The boys I sweated, suffered, and played alongside hated me. I was encroaching on their space, and since I’m biologically female, they wanted nothing to do with me on the field. I gave lacrosse my all only to be met with continual abuse. This kept on for a solid two years, and by the time I was forced to quit the team, I had committed social suicide and was isolated from the community I so desperately wanted to join. Additionally, I had no idea who I was because of it.
A couple years later, I graduated and headed to UW-Madison to pursue a degree in [fill in the blank here]. I moved into a small apartment, and for first time ever, I was alone.
Now anyone who’s ever spent about five minutes with me is acutely aware that I talk a lot and I need human contact. Between living alone in a new city and going to a school as big as Madison, it took a while for me to find friends, and for those first couple months I was stuck in my own head.
That doesn’t seem like the worst thing, eh? For the most part, my thought process tends to rotate among school, hockey, and Canada, so spending a lot of time in my own head doesn’t seem like too much of a problem, right? Wrong.
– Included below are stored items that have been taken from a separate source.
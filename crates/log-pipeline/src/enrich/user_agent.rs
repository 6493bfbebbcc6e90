//! User-Agent 평탄화
//!
//! W3C 로그의 User-Agent는 공백이 `+`로 인코딩되어 있으므로 먼저 복원한 뒤 분류합니다.
//! 분류기가 아무 속성도 찾지 못하면 원문을 `browser_name`으로 사용합니다.

use std::collections::BTreeMap;

use woothee::parser::Parser;

/// 분류기가 값을 모를 때 돌려주는 표식
const UNKNOWN: &str = "UNKNOWN";

/// User-Agent 평탄화기
pub struct UserAgentFlattener {
    parser: Parser,
}

impl UserAgentFlattener {
    /// 새 평탄화기를 생성합니다.
    pub fn new() -> Self {
        Self {
            parser: Parser::new(),
        }
    }

    /// User-Agent 문자열을 속성 맵으로 분해합니다.
    ///
    /// 키: `browser_name`, `browser_version`, `browser_vendor`, `browser_type`,
    /// `os_name`, `os_version`, `category`. 값이 비었거나 알 수 없는 항목은 생략합니다.
    /// 빈 문자열과 W3C 빈 값(`-`)은 빈 맵을 돌려줍니다.
    pub fn flatten(&self, raw: &str) -> BTreeMap<&'static str, String> {
        let mut attrs = BTreeMap::new();
        let raw = raw.trim();
        if raw.is_empty() || raw == "-" {
            return attrs;
        }

        let decoded = raw.replace('+', " ");
        if let Some(result) = self.parser.parse(&decoded) {
            for (key, value) in [
                ("browser_name", result.name),
                ("browser_version", result.version),
                ("browser_vendor", result.vendor),
                ("browser_type", result.browser_type),
                ("os_name", result.os),
                ("os_version", &*result.os_version),
                ("category", result.category),
            ] {
                if !value.is_empty() && value != UNKNOWN {
                    attrs.insert(key, value.to_owned());
                }
            }
        }

        if attrs.is_empty() {
            attrs.insert("browser_name", decoded);
        }
        attrs
    }
}

impl Default for UserAgentFlattener {
    fn default() -> Self {
        Self::new()
    }
}

impl std::fmt::Debug for UserAgentFlattener {
    fn fmt(&self, f: &mut std::fmt::Formatter<'_>) -> std::fmt::Result {
        f.debug_struct("UserAgentFlattener").finish_non_exhaustive()
    }
}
For the first time, I started to synthesize and actually realize everything I went through in high school and how it was affecting me now.
Even though the team was made up of butt-nuggets, I can say I learned a few things from them. How to be tough.How to stand up for what you want.How to believe in yourself when no one else has your back. Not bad, right? But even though my time on the boys’ lacrosse team was able to teach me that, it was never able to provide me with a sense of community or a safe environment in which to figure out my identity.
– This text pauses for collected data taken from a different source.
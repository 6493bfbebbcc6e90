//! # logvane-core
//!
//! logvane 구성 요소가 공유하는 레코드 타입, 문서 저장소 trait, 에러, 설정을 제공합니다.
//!
//! - [`types`]: 파싱된 레코드, 체크포인트, 템플릿 선언
//! - [`store`]: 문서 저장소와의 좁은 인터페이스 ([`DocumentStore`])
//! - [`config`]: `logvane.toml` 로딩과 환경변수 오버라이드
//! - [`error`]: 도메인별 에러 계층
//! - [`metrics`]: Prometheus 메트릭 이름 상수

pub mod config;
pub mod error;
pub mod metrics;
pub mod store;
pub mod types;

// --- 주요 타입 re-export ---

// 에러
pub use error::{ConfigError, LogvaneError, ParseError, PipelineError, StoreError};

// 설정
pub use config::LogvaneConfig;

// 저장소 trait
pub use store::{
    BulkSummary, DocumentStore, IndexRequest, SearchRequest, SortOrder, TemplateDeletion,
};

// 도메인 타입
pub use types::{
    BucketGranularity, Checkpoint, FieldType, FieldValue, ParsedRecord, RecordKind, TemplateSpec,
};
When it came to my identity, circa the beginning of last year, I was lost and confused. As far as gender goes, my gender was flipping between male and female so much I was getting gender whiplash. On the sexuality front I was…as I so eloquently explained it to a good friend, “hella confused on a good day.” Growing up in a very conservative and bigoted community my entire life added to the general confusion and stress.
Now, cue the uplifting music. The turning point in the film, the chance encounter, the miraculous discovery.For me, it came in the form of meeting someone at the Shell.
It was like any other day, really, dragging a couple of friends to the UW-Madison Shell so I could get my daily ice-skating fix. At this point, hockey was something I was hoping I’d get to play in the next three to five years, if I practiced skating enough. Never in a million years did I imagine I’d be gearing up for my first game a little less than six months later.
I think I was in the painful process of figuring out backward crossovers for the first time when a lady came up to me. Her name was Dana, and she asked me if I played (I said no), if I wanted to play (I may have screamed yes), and that if I was interested (another yes), there was a gay hockey league in Madison that was looking for players for the next season.
After I expressed my interest, we parted ways, exchanging contact information. I was completely over the moon, and for the next six months I would rant and rave to anyone who would listen about this hockey league I’d be joining next season.
Now, right before the season started I had a brutal thought. Hockey and lacrosse had always been very linked in my head. The style of game play, culture, and mentality were incredibly similar. What if this league was just going to be round two of what happened a couple years back?
Turns out, I was worried for no reason. I managed to stumble upon a league that values the comfort of the individual. One that values the creation of a supportive community that allows people a safe place to figure out their own identities.
For the first time ever, I wasn’t nervous about being judged for my level of play while in a sport. After meeting with my mentor, Suzanne, I knew this league was going to be a great experience. I mean, let’s be honest, when you can make a “breaking the ice” joke to another hockey player and have them laugh along with you, you know that friendship is destined for great things!
Suzanne and all the other wonderful people I’ve met in the MGHA have taught me that this is a supporting and caring community. Identity-wise, I still haven’t totally figured myself out, but for once I’m not worried about it. I know the people I’ve met through the MGHA will have my back no matter what. All the fantastic friends I’ve made in my first year here have allowed me to be myself, all my weird almost-Canadian quirks included, and have made my first year playing hockey truly amazing.